Correction: the Bear Polar LTD is a Six-wheeler. I forgot about the two tiny idler pullys mounted inside the limb tip brackets and behind the eccentric round wheels. Interesting too, the eccentric wheels are made from a very hard injection moulded plastic, similar to the nylon/plastic composites used in weather proof gun stocks.


----------



## rsw

One major difference between modern and "1980s" old tech was the use of steel cables and dacron string material. The first synthetic cabling was introduced in the latter 80s as I recall. Wood laminated limbs were sensitive to the sun and could easily be de-laminated if left in a hot trunk. They would also fluctuate slightly in draw weight on days where the sun warmed significantly during the day. Steel cables demanded the use of dacron strings which would "give" a little on the shot. A string without give would quickly pop off the molded aluminum string attachments on the steel cables or even break the steel cable at the mounting point.


----------



## archerm3

I wouldnt consider 80's to be considered "Early" compounds...70's maybe.


----------



## hellokittylynn3

*Proline Tornado XR Magnum Compound Bow*

Hello to everyone who is more knowledgeable about compound bow hunting!

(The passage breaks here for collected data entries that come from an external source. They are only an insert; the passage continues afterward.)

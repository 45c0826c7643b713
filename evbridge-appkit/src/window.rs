use dpi::LogicalPosition;
use evbridge_common::{EventSource, WindowContext};
use evbridge_core::event::{MouseButton, Point, PointerEvent, ScrollDelta, ScrollInput};
use evbridge_core::listener::WindowListener;
use evbridge_core::thread::UiThread;
use evbridge_core::window::{NcHit, WindowAttributes, WindowHandle};

use crate::cursor::Cursor;
use crate::event::{NSEventPhase, NSEventType, NSPoint, NSSize, NsEvent};
use crate::style::WindowStyle;

/// The event source of one `NSWindow`.
///
/// The host's `NSView` and `NSWindowDelegate` subclasses forward each callback here. Points
/// arrive in window coordinates with the origin at the bottom-left corner and are flipped
/// against the content height the adapter was last told about.
#[derive(Debug)]
pub struct AppKitWindow {
    pub(crate) context: WindowContext,
    pub(crate) content_height: f64,
}

impl AppKitWindow {
    pub fn new(
        thread: UiThread,
        handle: WindowHandle,
        attributes: WindowAttributes,
        listener: Box<dyn WindowListener>,
        content_size: NSSize,
    ) -> Self {
        Self {
            context: WindowContext::new(thread, handle, attributes, listener),
            content_height: content_size.height,
        }
    }

    /// The style the host should create the `NSWindow` with.
    pub fn style(&self) -> WindowStyle {
        WindowStyle::from(self.context.attributes().flags)
    }

    /// The cursor the host should show over the content view.
    pub fn cursor(&self) -> Cursor {
        Cursor::from(self.context.attributes().cursor)
    }

    pub fn set_content_height(&mut self, height: f64) {
        self.content_height = height;
    }

    pub(crate) fn point(&self, location: NSPoint) -> Point {
        LogicalPosition::new(location.x, self.content_height - location.y)
    }

    /// `windowShouldClose:`
    pub fn window_should_close(&mut self) -> bool {
        tracing::trace!("windowShouldClose:");
        self.context.close_requested()
    }

    /// `windowWillClose:`
    pub fn window_will_close(&mut self) {
        tracing::trace!("windowWillClose:");
        self.context.close();
    }

    /// `windowDidResize:`
    pub fn window_did_resize(&mut self, content_size: NSSize) {
        tracing::trace!(?content_size, "windowDidResize:");
        self.content_height = content_size.height;
        self.context.resized();
    }

    /// `windowDidChangeBackingProperties:`
    pub fn window_did_change_backing_properties(&mut self) {
        tracing::trace!("windowDidChangeBackingProperties:");
        self.context.scale_factor_changed();
    }

    /// `windowDidBecomeKey:`
    pub fn window_did_become_key(&mut self) {
        tracing::trace!("windowDidBecomeKey:");
        self.context.focus(true);
    }

    /// `windowDidResignKey:`
    pub fn window_did_resign_key(&mut self) {
        tracing::trace!("windowDidResignKey:");
        self.context.focus(false);
    }

    /// The display link fired and the window can accept a new frame.
    pub fn update_ready(&mut self) {
        self.context.update_ready();
    }

    /// Decides whether a mouse-down at `location` moves the window.
    pub fn nc_hit_test(&mut self, location: NSPoint) -> NcHit {
        let point = self.point(location);
        self.context.nc_hit_test(point)
    }

    /// Settle gesture state that waits for native events which may never come.
    ///
    /// Call this once the native event queue is drained.
    pub fn flush_gestures(&mut self) {
        self.context.flush_gestures();
    }

    fn mouse_button(&mut self, event: &NsEvent, pressed: bool) {
        let position = self.point(event.location_in_window);
        let Some(button) = u8::try_from(event.button_number).ok().and_then(MouseButton::new) else {
            tracing::warn!(button_number = event.button_number, "ignoring unknown mouse button");
            return;
        };
        let event = if pressed {
            PointerEvent::press(position, button)
        } else {
            PointerEvent::release(position, button)
        };
        self.context.pointer(event);
    }

    fn scroll_delta(&self, event: &NsEvent) -> ScrollDelta {
        let scale = if event.has_precise_scrolling_deltas {
            1.0
        } else {
            self.context.attributes().line_height
        };
        LogicalPosition::new(event.scrolling_delta_x * scale, event.scrolling_delta_y * scale)
    }

    fn scroll_wheel(&mut self, event: &NsEvent) {
        let phased = !(event.phase | event.momentum_phase).is_empty();
        if phased && self.context.attributes().scroll_gestures {
            self.scroll_gesture(event);
        } else {
            self.scroll_flat(event);
        }
    }

    /// Deliver a wheel event through the scroll phase tracker.
    fn scroll_flat(&mut self, event: &NsEvent) {
        let position = self.point(event.location_in_window);
        let timestamp = event.timestamp();

        if !event.momentum_phase.is_empty() {
            // The stop was delivered when the fingers were lifted.
            tracing::trace!(momentum_phase = ?event.momentum_phase, "dropping momentum event");
            return;
        }

        if event.phase.intersects(NSEventPhase::ENDED | NSEventPhase::CANCELLED) {
            self.context.scroll(ScrollInput::stop(position, timestamp));
            return;
        }

        let delta = self.scroll_delta(event);
        if delta.x == 0.0 && delta.y == 0.0 {
            return;
        }
        self.context.scroll(ScrollInput::delta(position, delta, timestamp));
    }

    /// Deliver a phased wheel event to a scroll gesture.
    fn scroll_gesture(&mut self, event: &NsEvent) {
        let position = self.point(event.location_in_window);
        let precise = event.has_precise_scrolling_deltas;
        let delta = self.scroll_delta(event);
        let timestamp = event.timestamp();
        let has_delta = delta.x != 0.0 || delta.y != 0.0;

        let phase = event.phase;
        if phase.contains(NSEventPhase::BEGAN) {
            self.context.begin_scroll_gesture(position);
        }
        if phase.intersects(NSEventPhase::BEGAN | NSEventPhase::CHANGED) && has_delta {
            self.context.scroll_gesture_motion(precise, delta, timestamp);
        }
        if phase.contains(NSEventPhase::ENDED) {
            self.context.lift_scroll_gesture();
        }
        if phase.contains(NSEventPhase::CANCELLED) {
            self.context.cancel_scroll_gesture();
        }

        let momentum = event.momentum_phase;
        if momentum.contains(NSEventPhase::BEGAN) {
            self.context.start_momentum();
        }
        if momentum.intersects(NSEventPhase::BEGAN | NSEventPhase::CHANGED) && has_delta {
            self.context.scroll_gesture_motion(precise, delta, timestamp);
        }
        if momentum.intersects(NSEventPhase::ENDED | NSEventPhase::CANCELLED) {
            self.context.end_scroll_gesture();
        }
    }
}

impl EventSource for AppKitWindow {
    type Event = NsEvent;
    type Response = ();

    fn handle_event(&mut self, event: NsEvent) {
        tracing::trace!(event_type = ?event.event_type, "NSEvent");
        match event.event_type {
            NSEventType::LeftMouseDown
            | NSEventType::RightMouseDown
            | NSEventType::OtherMouseDown => self.mouse_button(&event, true),
            NSEventType::LeftMouseUp | NSEventType::RightMouseUp | NSEventType::OtherMouseUp => {
                self.mouse_button(&event, false)
            },
            NSEventType::MouseMoved
            | NSEventType::LeftMouseDragged
            | NSEventType::RightMouseDragged
            | NSEventType::OtherMouseDragged => {
                let position = self.point(event.location_in_window);
                self.context.pointer(PointerEvent::motion(position));
            },
            NSEventType::MouseExited => self.context.pointer_left(),
            NSEventType::ScrollWheel => self.scroll_wheel(&event),
        }
    }

    fn context(&self) -> &WindowContext {
        &self.context
    }

    fn context_mut(&mut self) -> &mut WindowContext {
        &mut self.context
    }
}
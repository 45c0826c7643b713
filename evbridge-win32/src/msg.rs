//! Window messages as the window procedure receives them.

use bitflags::bitflags;
use smol_str::SmolStr;

pub const WM_DESTROY: u32 = 0x0002;
pub const WM_MOVE: u32 = 0x0003;
pub const WM_SIZE: u32 = 0x0005;
pub const WM_SETFOCUS: u32 = 0x0007;
pub const WM_KILLFOCUS: u32 = 0x0008;
pub const WM_PAINT: u32 = 0x000F;
pub const WM_CLOSE: u32 = 0x0010;
pub const WM_NCHITTEST: u32 = 0x0084;
pub const WM_IME_STARTCOMPOSITION: u32 = 0x010D;
pub const WM_IME_ENDCOMPOSITION: u32 = 0x010E;
pub const WM_IME_COMPOSITION: u32 = 0x010F;
pub const WM_MOUSEMOVE: u32 = 0x0200;
pub const WM_LBUTTONDOWN: u32 = 0x0201;
pub const WM_LBUTTONUP: u32 = 0x0202;
pub const WM_LBUTTONDBLCLK: u32 = 0x0203;
pub const WM_RBUTTONDOWN: u32 = 0x0204;
pub const WM_RBUTTONUP: u32 = 0x0205;
pub const WM_RBUTTONDBLCLK: u32 = 0x0206;
pub const WM_MBUTTONDOWN: u32 = 0x0207;
pub const WM_MBUTTONUP: u32 = 0x0208;
pub const WM_MBUTTONDBLCLK: u32 = 0x0209;
pub const WM_MOUSEWHEEL: u32 = 0x020A;
pub const WM_XBUTTONDOWN: u32 = 0x020B;
pub const WM_XBUTTONUP: u32 = 0x020C;
pub const WM_XBUTTONDBLCLK: u32 = 0x020D;
pub const WM_MOUSEHWHEEL: u32 = 0x020E;
pub const WM_CAPTURECHANGED: u32 = 0x0215;
pub const WM_MOUSELEAVE: u32 = 0x02A3;
pub const WM_DPICHANGED: u32 = 0x02E0;

pub const XBUTTON1: u16 = 0x0001;
pub const XBUTTON2: u16 = 0x0002;

pub const HTCLIENT: isize = 1;
pub const HTCAPTION: isize = 2;
pub const HTTOP: isize = 12;

pub const WHEEL_DELTA: i16 = 120;
pub const USER_DEFAULT_SCREEN_DPI: u16 = 96;

#[inline(always)]
pub const fn loword(x: u32) -> u16 {
    (x & 0xffff) as u16
}

#[inline(always)]
pub const fn hiword(x: u32) -> u16 {
    ((x >> 16) & 0xffff) as u16
}

#[inline(always)]
pub const fn get_x_lparam(x: u32) -> i16 {
    loword(x) as _
}

#[inline(always)]
pub const fn get_y_lparam(x: u32) -> i16 {
    hiword(x) as _
}

#[inline(always)]
pub const fn get_xbutton_wparam(x: u32) -> u16 {
    hiword(x)
}

#[inline(always)]
pub const fn get_wheel_delta_wparam(x: u32) -> i16 {
    hiword(x) as _
}

/// One message delivered to the window procedure.
#[derive(Debug, Clone, Copy, PartialEq, Eq, Hash)]
pub struct Msg {
    pub message: u32,
    pub wparam: usize,
    pub lparam: isize,
    /// `GetMessageTime`, in milliseconds.
    pub time: u32,
}

impl Msg {
    pub const fn new(message: u32, wparam: usize, lparam: isize) -> Self {
        Self { message, wparam, lparam, time: 0 }
    }

    /// A message with a position in physical pixels in `lParam`.
    ///
    /// The position is relative to the client area for most mouse messages, and to the screen
    /// for `WM_MOUSEWHEEL`, `WM_MOUSEHWHEEL` and `WM_NCHITTEST`.
    pub const fn mouse(message: u32, x: i16, y: i16) -> Self {
        Self::new(message, 0, make_lparam(x as u16, y as u16))
    }

    pub const fn with_wparam(self, wparam: usize) -> Self {
        Self { wparam, ..self }
    }

    pub const fn with_time(self, time: u32) -> Self {
        Self { time, ..self }
    }

    /// The low 32 bits of `wparam`; the high bits are unused by every message handled here.
    #[inline]
    pub const fn wparam32(&self) -> u32 {
        self.wparam as u32
    }

    #[inline]
    pub const fn lparam32(&self) -> u32 {
        self.lparam as u32
    }
}

/// `MAKELPARAM`
pub const fn make_lparam(lo: u16, hi: u16) -> isize {
    ((hi as u32) << 16 | lo as u32) as i32 as isize
}

/// `MAKEWPARAM`
pub const fn make_wparam(lo: u16, hi: u16) -> usize {
    ((hi as u32) << 16 | lo as u32) as usize
}

/// What the window procedure should do after the bridge saw a message.
#[derive(Debug, Clone, Copy, PartialEq, Eq, Hash, Default)]
pub enum MsgResult {
    /// Return this value without calling `DefWindowProcW`.
    Handled(isize),
    /// Pass the message on to `DefWindowProcW`.
    #[default]
    Default,
}

bitflags! {
    /// The `GCS_*` flags in the `lParam` of `WM_IME_COMPOSITION`.
    #[derive(Debug, Clone, Copy, PartialEq, Eq, Hash, Default)]
    pub struct CompositionFlags: u32 {
        const COMPSTR = 0x0008;
        const CURSORPOS = 0x0080;
        const RESULTSTR = 0x0800;
    }
}

/// The contents of one `WM_IME_COMPOSITION`, read by the host with
/// `ImmGetCompositionStringW`.
#[derive(Debug, Clone, PartialEq, Eq, Hash, Default)]
pub struct ImeComposition {
    pub flags: CompositionFlags,
    /// `GCS_RESULTSTR`, when [`CompositionFlags::RESULTSTR`] is set.
    pub result: SmolStr,
    /// `GCS_COMPSTR`, when [`CompositionFlags::COMPSTR`] is set.
    pub composition: SmolStr,
    /// `GCS_CURSORPOS`, in UTF-16 code units of `composition`.
    pub cursor: Option<usize>,
}

impl ImeComposition {
    /// The strings the host needs to read for a message with this `lParam`.
    pub fn flags_from_lparam(lparam: isize) -> CompositionFlags {
        CompositionFlags::from_bits_truncate(lparam as u32)
    }

    pub fn result(text: impl Into<SmolStr>) -> Self {
        Self { flags: CompositionFlags::RESULTSTR, result: text.into(), ..Default::default() }
    }

    pub fn composing(text: impl Into<SmolStr>, cursor: usize) -> Self {
        Self {
            flags: CompositionFlags::COMPSTR | CompositionFlags::CURSORPOS,
            composition: text.into(),
            cursor: Some(cursor),
            ..Default::default()
        }
    }
}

I background knowledge is based solely on deer hunting through the use of a handy 12 gauge shot gun. With no prior knowledge about bow hunting, I am sadly of no help to my 15yr old son who was recently given a compound bow by my Dad. 

We took his bow into a local archery store where we were told that this bow was more for target practice not actually hunting. 

Our question is this 
What price would you place on a Pro Line Compound Bow (never used not even for practice!) Yup, my Dad purchased it back in the 80’s and placed it into a plastic bow case and forgot about it.

• Proline Tornado XR Magnum Compound Bow
• Cam-Core Laminated Limbs
• Made in the U.S.A Hastings Michigan 49058
• I have attached pictures

How much would you say this bow is worth?


----------